50 Muhteşem Kısa Hikâye, Süha Demirel tarafından çevrilmiş ve Tefrika Yayınları tarafından derlenmiş. İçinde Kafka, Maupassant, Daudet, France, Çehov, Dostoyevski, Poe, Puşkin, Fitzgerald, Gogol, Gorki, Andersen, Tolstoy, Doyle, Rilke, Woolf, Zola, Irving, Istrati, Henry, Wilde, Conrad, Pessoa ve Zweig var.
Her bir yazarın hayata ve edebiyata bakışına dair izler taşıyan hikâyeler okuyucuya yol açıyor. Ufak ama derin izlerle kitabın başından ayrılan okuyucu; oturma odasındaki karmaşıklığa, şehirdeki gotik duruma, etrafındaki insanların tek tip davranışlarına ve kendi düşüncelerine hikâyelerinden çıktığı yazarların gözüyle bakıyor. Kitabın arka kapağında da dendiği gibi: “Konuları itibariyle bu yazarların dünya görüşleri ve fikirleri hakkında genel olarak bilgi sahibi olabileceğimiz bu hikâyeler, günümüz dünyasında dahi karşılaştığımız birçok sorun için kılavuz niteliğindedir.” Hayatın basitleşmeden sadeleşebileceğini bilen kısa hikâye okuyucuları için bir soy ağacı okuması niteliğinde bu kitap. Anlatılan hikâyelerin içine daldıkça, kendi hayatının gerçekliğini görüyor, yaşadığını iliklerine kadar hissediyor okur.
Klasikler
“Klasik” sıfatı altında genellikle büyük hacimli romanlar sunuluyor okura. Başka bazı nedenlerin de bir araya gelmesiyle, bu durum genç kuşak için bir uzaklaştırma işlevi görüyor.

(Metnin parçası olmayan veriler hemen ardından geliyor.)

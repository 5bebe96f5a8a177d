//! Filter-expression error types
//!
//! Core error type for node construction failures.

use thiserror::Error;

use crate::ast::LogicalOp;

/// Construction error kinds
#[derive(Debug, Clone, Copy, PartialEq, Eq)]
pub enum ErrorKind {
    /// A factory operation received an empty operand sequence where at
    /// least one operand is required
    InvalidArgument,
}

/// Error raised when a filter-expression node cannot be constructed
///
/// Construction either fully succeeds or fails with this error; no
/// partially built node exists afterwards.
#[derive(Debug, Clone, PartialEq, Eq, Error)]
#[error("filter expression error: {message}")]
pub struct FilterExprError {
    /// Error classification
    pub kind: ErrorKind,
    /// Description identifying the malformed logical operation
    pub message: String,
}

/// Result type for node construction
pub type FilterExprResult<T> = Result<T, FilterExprError>;

impl FilterExprError {
    #[must_use]
    pub fn new(kind: ErrorKind, message: String) -> Self {
        Self { kind, message }
    }

    /// Invalid construction argument
    pub fn invalid_argument(msg: impl Into<String>) -> Self {
        Self::new(ErrorKind::InvalidArgument, msg.into())
    }

    /// Empty operand sequence handed to an n-ary factory
    #[must_use]
    pub fn empty_operands(operator: LogicalOp) -> Self {
        Self::invalid_argument(format!(
            "logical {operator} requires at least one operand"
        ))
    }
}
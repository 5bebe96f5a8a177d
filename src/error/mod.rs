//! Filter-expression construction error handling
//!
//! Error types raised by the node factory constructors when handed
//! malformed arguments. Construction errors surface immediately to the
//! caller; there is no recovery or retry at this level.

mod types;

pub use self::types::{ErrorKind, FilterExprError, FilterExprResult};
//! Core logical combinator node and its factory constructors
//!
//! Provides the `LogicalExpressionNode` tagged union for NOT, OR, and AND
//! combinators over filter sub-expressions, with atomic factory
//! construction and ordered operand access.

use std::slice;

use crate::ast::{ExpressionNode, LogicalOp};
use crate::error::{FilterExprError, FilterExprResult};

/// Boolean combinator over filter sub-expressions
///
/// Built by the filter compiler through the factory constructors and read
/// by the evaluator through [`operator`](Self::operator) and
/// [`operands`](Self::operands). Operand order is preserved exactly as
/// constructed; a short-circuiting evaluator relies on it.
///
/// Invariant: `Or` and `And` operand sequences are non-empty. The factory
/// constructors maintain this; trees should be built through them.
#[derive(Debug, Clone, PartialEq)]
pub enum LogicalExpressionNode<P> {
    /// Negation of a single sub-expression
    Not(Box<ExpressionNode<P>>),
    /// Disjunction over an ordered operand sequence
    Or(Vec<ExpressionNode<P>>),
    /// Conjunction over an ordered operand sequence
    And(Vec<ExpressionNode<P>>),
}

impl<P> LogicalExpressionNode<P> {
    /// Negate a sub-expression
    #[inline]
    #[must_use]
    pub fn not(node: ExpressionNode<P>) -> Self {
        LogicalExpressionNode::Not(Box::new(node))
    }

    /// Combine two sub-expressions with OR semantics
    #[inline]
    #[must_use]
    pub fn or(left: ExpressionNode<P>, right: ExpressionNode<P>) -> Self {
        LogicalExpressionNode::Or(vec![left, right])
    }

    /// Combine an ordered operand sequence with OR semantics
    ///
    /// # Errors
    ///
    /// Returns an `InvalidArgument` error if `nodes` is empty.
    pub fn or_all(nodes: Vec<ExpressionNode<P>>) -> FilterExprResult<Self> {
        if nodes.is_empty() {
            tracing::debug!(
                target: "jsonpath_filter_expr::logical",
                "rejected empty operand sequence for logical OR"
            );
            return Err(FilterExprError::empty_operands(LogicalOp::Or));
        }
        tracing::trace!(
            target: "jsonpath_filter_expr::logical",
            operand_count = nodes.len(),
            "building n-ary logical OR node"
        );
        Ok(LogicalExpressionNode::Or(nodes))
    }

    /// Combine two sub-expressions with AND semantics
    #[inline]
    #[must_use]
    pub fn and(left: ExpressionNode<P>, right: ExpressionNode<P>) -> Self {
        LogicalExpressionNode::And(vec![left, right])
    }

    /// Combine an ordered operand sequence with AND semantics
    ///
    /// # Errors
    ///
    /// Returns an `InvalidArgument` error if `nodes` is empty.
    pub fn and_all(nodes: Vec<ExpressionNode<P>>) -> FilterExprResult<Self> {
        if nodes.is_empty() {
            tracing::debug!(
                target: "jsonpath_filter_expr::logical",
                "rejected empty operand sequence for logical AND"
            );
            return Err(FilterExprError::empty_operands(LogicalOp::And));
        }
        tracing::trace!(
            target: "jsonpath_filter_expr::logical",
            operand_count = nodes.len(),
            "building n-ary logical AND node"
        );
        Ok(LogicalExpressionNode::And(nodes))
    }

    /// Operator kind of this node
    #[inline]
    #[must_use]
    pub fn operator(&self) -> LogicalOp {
        match self {
            LogicalExpressionNode::Not(_) => LogicalOp::Not,
            LogicalExpressionNode::Or(_) => LogicalOp::Or,
            LogicalExpressionNode::And(_) => LogicalOp::And,
        }
    }

    /// Ordered operands of this node
    ///
    /// A NOT node yields a single-element slice holding its child.
    #[inline]
    pub fn operands(&self) -> &[ExpressionNode<P>] {
        match self {
            LogicalExpressionNode::Not(node) => slice::from_ref(&**node),
            LogicalExpressionNode::Or(nodes) | LogicalExpressionNode::And(nodes) => nodes,
        }
    }

    /// Number of operands held by this node
    #[inline]
    #[must_use]
    pub fn operand_count(&self) -> usize {
        self.operands().len()
    }

    /// Consume this combinator into a tree node
    #[inline]
    #[must_use]
    pub fn into_node(self) -> ExpressionNode<P> {
        ExpressionNode::Logical(self)
    }
}
//! Source-form rendering of filter-expression nodes
//!
//! Combinators render the way they appear in filter source text:
//! `(a && b)`, `(a || b || c)`, `!(x)`. Available whenever the leaf
//! predicate type renders itself.

use std::fmt;

use crate::ast::{ExpressionNode, LogicalOp};
use crate::logical::LogicalExpressionNode;

impl<P: fmt::Display> fmt::Display for LogicalExpressionNode<P> {
    fn fmt(&self, f: &mut fmt::Formatter<'_>) -> fmt::Result {
        match self {
            LogicalExpressionNode::Not(node) => write!(f, "!({node})"),
            LogicalExpressionNode::Or(nodes) => write_joined(f, nodes, LogicalOp::Or),
            LogicalExpressionNode::And(nodes) => write_joined(f, nodes, LogicalOp::And),
        }
    }
}

impl<P: fmt::Display> fmt::Display for ExpressionNode<P> {
    fn fmt(&self, f: &mut fmt::Formatter<'_>) -> fmt::Result {
        match self {
            ExpressionNode::Logical(node) => fmt::Display::fmt(node, f),
            ExpressionNode::Predicate(predicate) => fmt::Display::fmt(predicate, f),
        }
    }
}

/// Write operands parenthesized and joined by the operator token
fn write_joined<P: fmt::Display>(
    f: &mut fmt::Formatter<'_>,
    nodes: &[ExpressionNode<P>],
    operator: LogicalOp,
) -> fmt::Result {
    f.write_str("(")?;
    for (i, node) in nodes.iter().enumerate() {
        if i > 0 {
            write!(f, " {operator} ")?;
        }
        write!(f, "{node}")?;
    }
    f.write_str(")")
}
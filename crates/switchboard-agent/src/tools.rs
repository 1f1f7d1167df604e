//! Built-in tool registrations.
//!
//! The three simulation task tools are placeholders at this level: the real
//! work happens in the simulation client, which receives every function
//! call over the extension channel. The handlers here acknowledge the task
//! after a short simulated latency so the conversation can move on.

use std::collections::HashMap;
use std::sync::Arc;
use std::time::Duration;

use async_trait::async_trait;
use parking_lot::Mutex;
use serde_json::{Value, json};

use switchboard_core::errors::{RelayError, Result};
use switchboard_core::tools::{ToolDefinition, ToolHandler, ToolParameterSchema, ToolRegistry};

const TASK_LATENCY: Duration = Duration::from_secs(1);

const SIM_OBJECTS: [&str; 4] = [
    "Bottle_Kmno4",
    "Bottle_Fecl2",
    "beaker_Fecl2",
    "beaker_Kmno4",
];

/// Register every built-in tool on the given registry.
pub fn register_builtin(registry: &ToolRegistry) {
    registry.register(
        pickmove_definition(),
        Arc::new(TaskStub {
            name: "add_pickmove_task",
            message: "PickMove task added successfully.",
        }),
    );
    registry.register(
        pour_definition(),
        Arc::new(TaskStub {
            name: "add_pour_task",
            message: "Pour task added successfully.",
        }),
    );
    registry.register(
        return_definition(),
        Arc::new(TaskStub {
            name: "add_return_task",
            message: "Return task added successfully.",
        }),
    );
    registry.register(
        set_memory_definition(),
        Arc::new(SetMemory {
            store: Arc::new(Mutex::new(HashMap::new())),
        }),
    );
    registry.register(get_weather_definition(), Arc::new(GetWeather));
}

// ── Handlers ────────────────────────────────────────────────────────

/// Acknowledges a simulation task after a short delay.
struct TaskStub {
    name: &'static str,
    message: &'static str,
}

#[async_trait]
impl ToolHandler for TaskStub {
    async fn call(&self, args: Value) -> Result<Value> {
        tracing::info!(task = self.name, %args, "simulation task accepted");
        tokio::time::sleep(TASK_LATENCY).await;
        Ok(json!({"message": self.message}))
    }
}

/// Stores key-value pairs for the assistant.
struct SetMemory {
    store: Arc<Mutex<HashMap<String, String>>>,
}

#[async_trait]
impl ToolHandler for SetMemory {
    async fn call(&self, args: Value) -> Result<Value> {
        let key = args
            .get("key")
            .and_then(Value::as_str)
            .ok_or_else(|| RelayError::Tool {
                name: "set_memory".into(),
                message: "missing `key`".into(),
            })?;
        let value = args
            .get("value")
            .and_then(Value::as_str)
            .ok_or_else(|| RelayError::Tool {
                name: "set_memory".into(),
                message: "missing `value`".into(),
            })?;
        let _ = self
            .store
            .lock()
            .insert(key.to_owned(), value.to_owned());
        Ok(json!({"ok": true, "key": key}))
    }
}

/// Canned weather stub; the console client does real lookups itself.
struct GetWeather;

#[async_trait]
impl ToolHandler for GetWeather {
    async fn call(&self, args: Value) -> Result<Value> {
        let location = args
            .get("location")
            .and_then(Value::as_str)
            .ok_or_else(|| RelayError::Tool {
                name: "get_weather".into(),
                message: "missing `location`".into(),
            })?;
        Ok(json!({
            "location": location,
            "conditions": "clear",
            "temperature_c": 20,
        }))
    }
}

// ── Schemas ─────────────────────────────────────────────────────────

fn object_schema(properties: Value, required: &[&str]) -> ToolParameterSchema {
    let properties = match properties {
        Value::Object(map) => map,
        _ => serde_json::Map::new(),
    };
    let mut extra = serde_json::Map::new();
    let _ = extra.insert("additionalProperties".to_owned(), json!(false));
    ToolParameterSchema {
        schema_type: "object".to_owned(),
        properties: Some(properties),
        required: Some(required.iter().map(|s| (*s).to_owned()).collect()),
        extra,
    }
}

fn position_schema(description: &str) -> Value {
    json!({
        "oneOf": [
            {
                "type": "string",
                "enum": SIM_OBJECTS,
                "description": "The name of the target object.",
            },
            {
                "type": "array",
                "items": {"type": "number"},
                "description": "The numeric target position.",
            },
        ],
        "description": description,
    })
}

fn pickmove_definition() -> ToolDefinition {
    ToolDefinition::function(
        "add_pickmove_task",
        "Adds a pick-and-move task to the controller manager. Picks up an \
         object, moves it to a target position and hold. To release the \
         object, follow this task with an \"add_return_task\".",
        object_schema(
            json!({
                "picking_object": {
                    "type": "string",
                    "enum": SIM_OBJECTS,
                    "description": "The name of the object to pick. This defines the initial position of the task.",
                },
                "target": position_schema("The target object name or position."),
            }),
            &["picking_object", "target"],
        ),
    )
}

fn pour_definition() -> ToolDefinition {
    ToolDefinition::function(
        "add_pour_task",
        "Adds a pour task to the controller manager. This task performs a \
         pouring action at the robot's current position. The \
         \"picked_object\" must match the \"picking_object\" of the last step.",
        object_schema(
            json!({
                "picked_object": {
                    "type": "string",
                    "enum": SIM_OBJECTS,
                    "description": "The name of the holding object. This defines the pour direction of the task.",
                },
            }),
            &["picked_object"],
        ),
    )
}

fn return_definition() -> ToolDefinition {
    ToolDefinition::function(
        "add_return_task",
        "Adds a return task to the controller manager. Assumes the robot is \
         holding an object and performs a return action to the specified \
         position. The \"pour_position\" must match the final position of \
         the last step.",
        object_schema(
            json!({
                "pour_position": position_schema("The pour position as object name or numeric position."),
                "return_position": position_schema("The return position as object name or numeric position."),
            }),
            &["pour_position", "return_position"],
        ),
    )
}

fn set_memory_definition() -> ToolDefinition {
    ToolDefinition::function(
        "set_memory",
        "Stores a key-value pair in the assistant's memory.",
        object_schema(
            json!({
                "key": {
                    "type": "string",
                    "description": "The key under which to store the value.",
                },
                "value": {
                    "type": "string",
                    "description": "The value to store.",
                },
            }),
            &["key", "value"],
        ),
    )
}

fn get_weather_definition() -> ToolDefinition {
    ToolDefinition::function(
        "get_weather",
        "Retrieves weather information for a given location.",
        object_schema(
            json!({
                "location": {
                    "type": "string",
                    "description": "The location to get weather data for.",
                },
            }),
            &["location"],
        ),
    )
}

“Genç kuşak”la ilgili şöyle bir belirleme dile getirmek, fazla mı iddialı olur acaba? 2010’ların gençleri, kendilerini ifade ve iletişimde sanki pek gelişmemiş bir dil kullanıyor. Bu da onların gelişmiş ve yoğun bir dili anlamayacakları yanılgısını yaratıyor. Oysa çoğunlukla anlıyorlar. Bu durumu da dikkate alarak, klasik romanlardan çok klasik kısa hikâyelerin ve hikâyecilerin ön plana çıkması gerektiğine inanıyorum. Çünkü “klasik” kelimesinin üzerindeki tozu eylemsellikleri ve yoğunluklarıyla ancak kısa hikâyeler kaldırabilir. Bu hareketlilik sadece klasiklerin sevdirilmesinde değil, bütün kitapların sevdirilmesinde de kullanılabilir.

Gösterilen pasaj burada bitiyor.